# WHAT YOU NEED TO DO
The lines to reproduce run from the first one below to the line containing "transfer can generate.", both included. Reproduce them exactly and nothing else.

----

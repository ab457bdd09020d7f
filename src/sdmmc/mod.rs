//! sdspi-block - SD card SPI protocol
//!
//! Implements single block reads and writes to an SD card over any
//! byte-at-a-time transport.
//!
//! Everything here is synchronous and polling. No operation can be
//! abandoned half way through a frame, so each one runs until it succeeds
//! or a poll budget runs out. After a failure the whole operation may be
//! retried from the start; if the card state is in doubt, run
//! [`SdSpi::initialize`] again first.

mod classify;
mod command;
mod init;

pub use classify::{CardError, Diagnostics};
pub use command::Command;
pub use init::{InitError, InitLimits, InitState, Initializer};

use command::CardBus;

use crate::sdmmc_proto::*;
use crate::transport::Transport;
use crate::{Block, BlockCount, BlockDevice, BlockIdx};

#[cfg(feature = "log")]
use log::{debug, trace, warn};

#[cfg(feature = "defmt-log")]
use defmt::{debug, trace, warn};

/// The possible errors a block transfer can generate.
#[cfg_attr(feature = "defmt-log", derive(defmt::Format))]
#[derive(Debug, Copy, Clone, PartialEq, Eq)]
pub enum Error {
    /// We got an error from the transport
    Transport,
    /// The card never answered the command
    NoResponse,
    /// The card rejected the command
    Command(CardError),
    /// We didn't get a data start token when reading from the card
    TokenTimeout,
    /// The card sent something other than a data start token
    BadToken(CardError),
    /// We didn't get a response when waiting for the card to not be busy
    BusyTimeout,
}

/// How much to trust the acknowledgement of a write command.
#[cfg_attr(feature = "defmt-log", derive(defmt::Format))]
#[derive(Debug, Copy, Clone, PartialEq, Eq)]
pub enum AckCheck {
    /// Send the data block whatever the card said
    Permissive,
    /// Only send the data block if the card accepted the command
    Strict,
}

/// Options for talking to the card.
#[cfg_attr(feature = "defmt-log", derive(defmt::Format))]
#[derive(Debug, Copy, Clone, PartialEq, Eq)]
pub struct Options {
    /// Retry ceilings for initialisation
    pub init: InitLimits,
    /// Polls for the data start token on a read
    pub token_polls: u16,
    /// Polls for the card to finish programming after a write
    pub busy_polls: u32,
    /// What to do when a write command is not acknowledged
    pub write_ack: AckCheck,
}

impl Default for Options {
    fn default() -> Self {
        Options {
            init: InitLimits::default(),
            token_polls: TOKEN_POLLS,
            busy_polls: BUSY_POLLS,
            write_ack: AckCheck::Permissive,
        }
    }
}

/// Auxiliary requests for [`SdSpi::control`].
#[cfg_attr(feature = "defmt-log", derive(defmt::Format))]
#[derive(Debug, Copy, Clone, PartialEq, Eq)]
pub enum Control {
    /// Do nothing
    Noop,
    /// Ask how many sectors the medium holds
    QuerySectorCount,
}

/// Answers from [`SdSpi::control`].
#[cfg_attr(feature = "defmt-log", derive(defmt::Format))]
#[derive(Debug, Copy, Clone, PartialEq, Eq)]
pub enum ControlValue {
    /// Nothing to report
    None,
    /// Number of sectors, if known at this layer
    SectorCount(Option<BlockCount>),
}

/// An SD card on a byte transport.
///
/// Holds nothing between calls besides the transport, the diagnostic sink
/// and the options. Callers sharing a card must serialise their access.
pub struct SdSpi<T, D = ()>
where
    T: Transport,
    D: Diagnostics,
{
    transport: T,
    diagnostics: D,
    options: Options,
}

/// Pass a classified condition to the sink, and log it.
pub(crate) fn report<D>(diagnostics: &mut D, error: CardError)
where
    D: Diagnostics,
{
    debug!("Card reported {:?}", error);
    diagnostics.report(error);
}

impl<T> SdSpi<T>
where
    T: Transport,
{
    /// Create a new SD card protocol context over `transport`.
    pub fn new(transport: T) -> Self {
        SdSpi::with_options(transport, Options::default())
    }

    /// As `new`, with non-default options.
    pub fn with_options(transport: T, options: Options) -> Self {
        SdSpi {
            transport,
            diagnostics: (),
            options,
        }
    }
}

impl<T, D> SdSpi<T, D>
where
    T: Transport,
    D: Diagnostics,
{
    /// Send every classified card condition to `diagnostics`.
    pub fn with_diagnostics<D2>(self, diagnostics: D2) -> SdSpi<T, D2>
    where
        D2: Diagnostics,
    {
        SdSpi {
            transport: self.transport,
            diagnostics,
            options: self.options,
        }
    }

    /// The options in use.
    pub fn options(&self) -> &Options {
        &self.options
    }

    /// Get at the transport directly.
    pub fn transport_mut(&mut self) -> &mut T {
        &mut self.transport
    }

    /// Get at the diagnostic sink.
    pub fn diagnostics_mut(&mut self) -> &mut D {
        &mut self.diagnostics
    }

    /// Give the transport back.
    pub fn release(self) -> T {
        self.transport
    }

    /// Bring the card from power on to ready.
    pub fn initialize(&mut self) -> Result<(), InitError> {
        debug!("Initialising card with limits {:?}", self.options.init);
        Initializer::new(self.options.init).run(&mut self.transport, &mut self.diagnostics)
    }

    /// Read one sector into `buffer`.
    ///
    /// `buffer` is only written once the whole sector and its checksum have
    /// arrived, so any failure leaves it untouched.
    pub fn read_sector(&mut self, address: u32, buffer: &mut [u8; SECTOR_LEN]) -> Result<(), Error> {
        trace!("Reading sector {}", address);
        let token_polls = self.options.token_polls;
        let diagnostics = &mut self.diagnostics;
        let mut bus = CardBus::new(&mut self.transport);

        bus.card_command(Command::with_arg(CMD17, byte_offset(address)))?;
        let ack = bus.read_r1()?;

        // Get first non-FF byte.
        let mut token = IDLE_BYTE;
        for _ in 0..token_polls {
            token = bus.receive()?;
            if token != IDLE_BYTE {
                break;
            }
        }

        if ack == IDLE_BYTE {
            warn!("No response to read of sector {}", address);
            return Err(Error::NoResponse);
        }
        if ack != R1_READY_STATE {
            let e = CardError::from_r1(ack);
            report(diagnostics, e);
            return Err(Error::Command(e));
        }
        if token == IDLE_BYTE {
            warn!("Timed out waiting for data from sector {}", address);
            return Err(Error::TokenTimeout);
        }
        if token != DATA_START_BLOCK {
            let e = CardError::from_r1(token);
            report(diagnostics, e);
            return Err(Error::BadToken(e));
        }

        let mut staging = [0u8; SECTOR_LEN];
        for b in staging.iter_mut() {
            *b = bus.receive()?;
        }

        // CRC is not checked
        bus.receive()?;
        bus.receive()?;

        buffer.copy_from_slice(&staging);
        Ok(())
    }

    /// Write one sector from `buffer`.
    ///
    /// Succeeds once the card stops signalling busy. The card's verdict on
    /// the data itself is not checked.
    pub fn write_sector(&mut self, address: u32, buffer: &[u8; SECTOR_LEN]) -> Result<(), Error> {
        trace!("Writing sector {}", address);
        let busy_polls = self.options.busy_polls;
        let strict = self.options.write_ack == AckCheck::Strict;
        let diagnostics = &mut self.diagnostics;
        let mut bus = CardBus::new(&mut self.transport);

        bus.card_command(Command::with_arg(CMD24, byte_offset(address)))?;
        let ack = bus.read_r1()?;
        if ack != R1_READY_STATE {
            if strict && ack == IDLE_BYTE {
                return Err(Error::NoResponse);
            }
            let e = CardError::from_r1(ack);
            report(diagnostics, e);
            if strict {
                return Err(Error::Command(e));
            }
            warn!("Write of sector {} got ack {:x}, sending anyway", address, ack);
        }

        bus.send(DATA_START_BLOCK)?;
        for &b in buffer.iter() {
            bus.send(b)?;
        }
        for &b in DUMMY_CRC.iter() {
            bus.send(b)?;
        }

        let response = bus.receive()?;
        trace!("Data response {:x}", response);

        // Spin until the card releases the line.
        for _ in 0..busy_polls {
            if bus.receive()? == IDLE_BYTE {
                return Ok(());
            }
        }
        warn!("Card still busy after writing sector {}", address);
        Err(Error::BusyTimeout)
    }

    /// Auxiliary requests. Nothing here touches the card.
    pub fn control(&mut self, op: Control) -> Result<ControlValue, Error> {
        match op {
            Control::Noop => Ok(ControlValue::None),
            Control::QuerySectorCount => Ok(ControlValue::SectorCount(None)),
        }
    }
}

/// Byte address of a sector, as standard capacity cards expect.
fn byte_offset(address: u32) -> u32 {
    address.wrapping_mul(SECTOR_LEN as u32)
}

impl<T, D> BlockDevice for SdSpi<T, D>
where
    T: Transport,
    D: Diagnostics,
{
    type Error = Error;

    /// Read one or more blocks, starting at the given block index.
    fn read(
        &mut self,
        blocks: &mut [Block],
        start_block_idx: BlockIdx,
        reason: &str,
    ) -> Result<(), Self::Error> {
        debug!("Read {} blocks @ {} for {}", blocks.len(), start_block_idx.0, reason);
        for (i, block) in blocks.iter_mut().enumerate() {
            let idx = start_block_idx.0.wrapping_add(i as u32);
            self.read_sector(idx, &mut block.contents)?;
        }
        Ok(())
    }

    /// Write one or more blocks, starting at the given block index.
    fn write(&mut self, blocks: &[Block], start_block_idx: BlockIdx) -> Result<(), Self::Error> {
        debug!("Write {} blocks @ {}", blocks.len(), start_block_idx.0);
        for (i, block) in blocks.iter().enumerate() {
            let idx = start_block_idx.0.wrapping_add(i as u32);
            self.write_sector(idx, &block.contents)?;
        }
        Ok(())
    }
}

// ****************************************************************************
//
// End Of File
//
// ****************************************************************************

----

# WORKED SOLUTION
repository ab457bdd09020d7f
filename src/sdmmc/mod.rs
//! sdspi-block - SD card SPI protocol
//!
//! Implements single block reads and writes to an SD card over any
//! byte-at-a-time transport.
//!
//! Everything here is synchronous and polling. No operation can be
//! abandoned half way through a frame, so each one runs until it succeeds
//! or a poll budget runs out. After a failure the whole operation may be
//! retried from the start; if the card state is in doubt, run
//! [`SdSpi::initialize`] again first.

mod classify;
mod command;
mod init;

pub use classify::{CardError, Diagnostics};
pub use command::Command;
pub use init::{InitError, InitLimits, InitState, Initializer};

use command::CardBus;

use crate::sdmmc_proto::*;
use crate::transport::Transport;
use crate::{Block, BlockCount, BlockDevice, BlockIdx};

#[cfg(feature = "log")]
use log::{debug, trace, warn};

#[cfg(feature = "defmt-log")]
use defmt::{debug, trace, warn};

/// The possible errors a block transfer can generate.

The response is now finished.